# [Problem details]
Take every line in the entries that includes the word "BytewiseComparatorImpl" and copy it.

# [Information shown]
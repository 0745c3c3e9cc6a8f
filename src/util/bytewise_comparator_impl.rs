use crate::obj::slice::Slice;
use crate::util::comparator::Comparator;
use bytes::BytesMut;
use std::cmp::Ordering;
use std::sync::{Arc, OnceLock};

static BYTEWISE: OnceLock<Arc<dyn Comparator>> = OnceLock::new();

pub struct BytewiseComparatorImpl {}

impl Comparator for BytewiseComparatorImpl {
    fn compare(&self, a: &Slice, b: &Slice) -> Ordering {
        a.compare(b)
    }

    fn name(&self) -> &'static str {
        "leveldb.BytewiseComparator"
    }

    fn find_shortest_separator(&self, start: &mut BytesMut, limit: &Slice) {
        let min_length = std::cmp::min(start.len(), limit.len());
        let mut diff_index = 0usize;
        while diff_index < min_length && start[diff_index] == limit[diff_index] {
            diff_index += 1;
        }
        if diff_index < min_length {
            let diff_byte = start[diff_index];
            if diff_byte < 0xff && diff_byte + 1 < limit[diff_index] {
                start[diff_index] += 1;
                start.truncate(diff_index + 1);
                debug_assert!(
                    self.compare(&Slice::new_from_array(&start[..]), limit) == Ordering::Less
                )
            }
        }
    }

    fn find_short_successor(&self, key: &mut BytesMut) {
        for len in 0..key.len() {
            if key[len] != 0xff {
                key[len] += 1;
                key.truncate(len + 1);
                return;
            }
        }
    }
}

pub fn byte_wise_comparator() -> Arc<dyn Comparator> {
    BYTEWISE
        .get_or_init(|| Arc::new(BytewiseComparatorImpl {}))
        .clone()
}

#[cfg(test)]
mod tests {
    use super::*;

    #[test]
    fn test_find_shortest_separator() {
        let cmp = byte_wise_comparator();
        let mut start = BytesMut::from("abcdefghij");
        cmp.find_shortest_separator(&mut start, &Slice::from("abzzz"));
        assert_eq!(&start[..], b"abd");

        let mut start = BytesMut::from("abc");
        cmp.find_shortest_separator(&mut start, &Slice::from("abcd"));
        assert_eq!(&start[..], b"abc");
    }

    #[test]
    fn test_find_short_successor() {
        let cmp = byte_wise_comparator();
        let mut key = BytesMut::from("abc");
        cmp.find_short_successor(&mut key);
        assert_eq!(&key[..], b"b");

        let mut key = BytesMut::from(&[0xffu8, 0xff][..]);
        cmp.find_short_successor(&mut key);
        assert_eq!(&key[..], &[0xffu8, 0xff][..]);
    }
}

* * *

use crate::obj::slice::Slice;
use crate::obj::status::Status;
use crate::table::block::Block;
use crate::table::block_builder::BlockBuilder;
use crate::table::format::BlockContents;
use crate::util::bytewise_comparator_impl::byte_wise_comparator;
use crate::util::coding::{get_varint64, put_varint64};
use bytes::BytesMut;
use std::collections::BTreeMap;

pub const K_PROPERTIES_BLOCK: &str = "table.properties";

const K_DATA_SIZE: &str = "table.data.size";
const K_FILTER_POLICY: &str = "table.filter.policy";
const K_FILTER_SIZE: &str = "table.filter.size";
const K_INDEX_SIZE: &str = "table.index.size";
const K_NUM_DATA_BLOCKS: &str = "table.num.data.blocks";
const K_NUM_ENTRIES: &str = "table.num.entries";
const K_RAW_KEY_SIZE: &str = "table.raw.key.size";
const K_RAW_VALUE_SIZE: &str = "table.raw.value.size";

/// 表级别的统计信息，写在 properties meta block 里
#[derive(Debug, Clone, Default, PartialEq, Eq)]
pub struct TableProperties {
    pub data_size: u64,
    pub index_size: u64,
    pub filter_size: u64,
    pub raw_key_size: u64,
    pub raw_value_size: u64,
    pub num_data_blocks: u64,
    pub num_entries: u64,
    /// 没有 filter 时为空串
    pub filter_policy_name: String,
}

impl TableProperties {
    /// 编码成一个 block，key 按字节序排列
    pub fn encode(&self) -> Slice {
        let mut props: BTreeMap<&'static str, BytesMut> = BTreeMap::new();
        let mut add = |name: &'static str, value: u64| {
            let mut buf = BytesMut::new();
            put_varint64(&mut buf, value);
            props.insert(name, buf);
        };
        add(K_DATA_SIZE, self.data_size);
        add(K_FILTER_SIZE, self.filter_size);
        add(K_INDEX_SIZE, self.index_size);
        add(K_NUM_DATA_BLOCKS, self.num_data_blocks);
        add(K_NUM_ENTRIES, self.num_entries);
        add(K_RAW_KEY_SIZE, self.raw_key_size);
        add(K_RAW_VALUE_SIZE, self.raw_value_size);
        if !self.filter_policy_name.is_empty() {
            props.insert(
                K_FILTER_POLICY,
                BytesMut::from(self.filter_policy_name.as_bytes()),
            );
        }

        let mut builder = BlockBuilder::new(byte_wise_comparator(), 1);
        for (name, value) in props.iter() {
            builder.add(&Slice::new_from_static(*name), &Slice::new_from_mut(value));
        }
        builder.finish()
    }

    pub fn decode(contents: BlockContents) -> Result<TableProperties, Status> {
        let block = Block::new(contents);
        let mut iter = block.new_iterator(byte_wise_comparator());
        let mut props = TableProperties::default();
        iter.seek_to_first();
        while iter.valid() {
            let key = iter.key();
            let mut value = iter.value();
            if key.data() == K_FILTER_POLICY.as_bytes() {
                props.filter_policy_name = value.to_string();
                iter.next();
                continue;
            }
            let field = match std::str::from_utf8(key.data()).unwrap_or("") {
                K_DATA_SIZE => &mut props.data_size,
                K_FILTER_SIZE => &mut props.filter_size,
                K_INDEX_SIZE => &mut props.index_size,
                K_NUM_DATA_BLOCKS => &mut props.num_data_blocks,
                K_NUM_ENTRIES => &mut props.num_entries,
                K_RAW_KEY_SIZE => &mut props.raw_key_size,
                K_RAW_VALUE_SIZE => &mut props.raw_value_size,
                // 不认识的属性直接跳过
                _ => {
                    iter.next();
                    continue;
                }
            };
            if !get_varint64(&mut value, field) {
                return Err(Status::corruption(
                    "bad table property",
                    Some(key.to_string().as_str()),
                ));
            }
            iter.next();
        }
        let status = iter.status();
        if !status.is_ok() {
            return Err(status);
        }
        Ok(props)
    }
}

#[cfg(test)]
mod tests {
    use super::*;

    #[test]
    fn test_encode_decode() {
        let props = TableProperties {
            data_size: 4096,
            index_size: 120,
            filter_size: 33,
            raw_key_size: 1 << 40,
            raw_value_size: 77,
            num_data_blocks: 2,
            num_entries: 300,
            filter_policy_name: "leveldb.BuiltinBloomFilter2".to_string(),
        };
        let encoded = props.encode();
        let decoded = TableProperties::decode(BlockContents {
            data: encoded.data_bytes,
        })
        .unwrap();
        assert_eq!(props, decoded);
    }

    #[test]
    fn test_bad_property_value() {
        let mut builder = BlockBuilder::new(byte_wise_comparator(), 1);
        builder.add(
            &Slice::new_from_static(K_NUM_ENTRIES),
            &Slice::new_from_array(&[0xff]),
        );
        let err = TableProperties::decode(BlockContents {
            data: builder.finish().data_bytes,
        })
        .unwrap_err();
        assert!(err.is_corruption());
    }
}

...

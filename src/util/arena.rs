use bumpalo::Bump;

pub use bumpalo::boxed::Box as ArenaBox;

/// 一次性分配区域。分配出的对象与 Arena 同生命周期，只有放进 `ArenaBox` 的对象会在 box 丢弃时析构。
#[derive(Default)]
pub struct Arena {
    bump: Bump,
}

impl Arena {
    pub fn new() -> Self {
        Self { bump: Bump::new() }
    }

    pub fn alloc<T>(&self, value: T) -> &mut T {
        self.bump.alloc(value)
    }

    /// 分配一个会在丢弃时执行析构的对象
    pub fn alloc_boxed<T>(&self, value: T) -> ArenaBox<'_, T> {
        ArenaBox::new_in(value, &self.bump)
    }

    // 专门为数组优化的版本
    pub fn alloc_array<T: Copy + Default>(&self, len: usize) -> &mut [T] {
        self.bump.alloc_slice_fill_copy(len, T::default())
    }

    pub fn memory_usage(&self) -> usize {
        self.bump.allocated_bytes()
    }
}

# [Solution for this task]
pub struct BytewiseComparatorImpl {}
impl Comparator for BytewiseComparatorImpl {
        .get_or_init(|| Arc::new(BytewiseComparatorImpl {}))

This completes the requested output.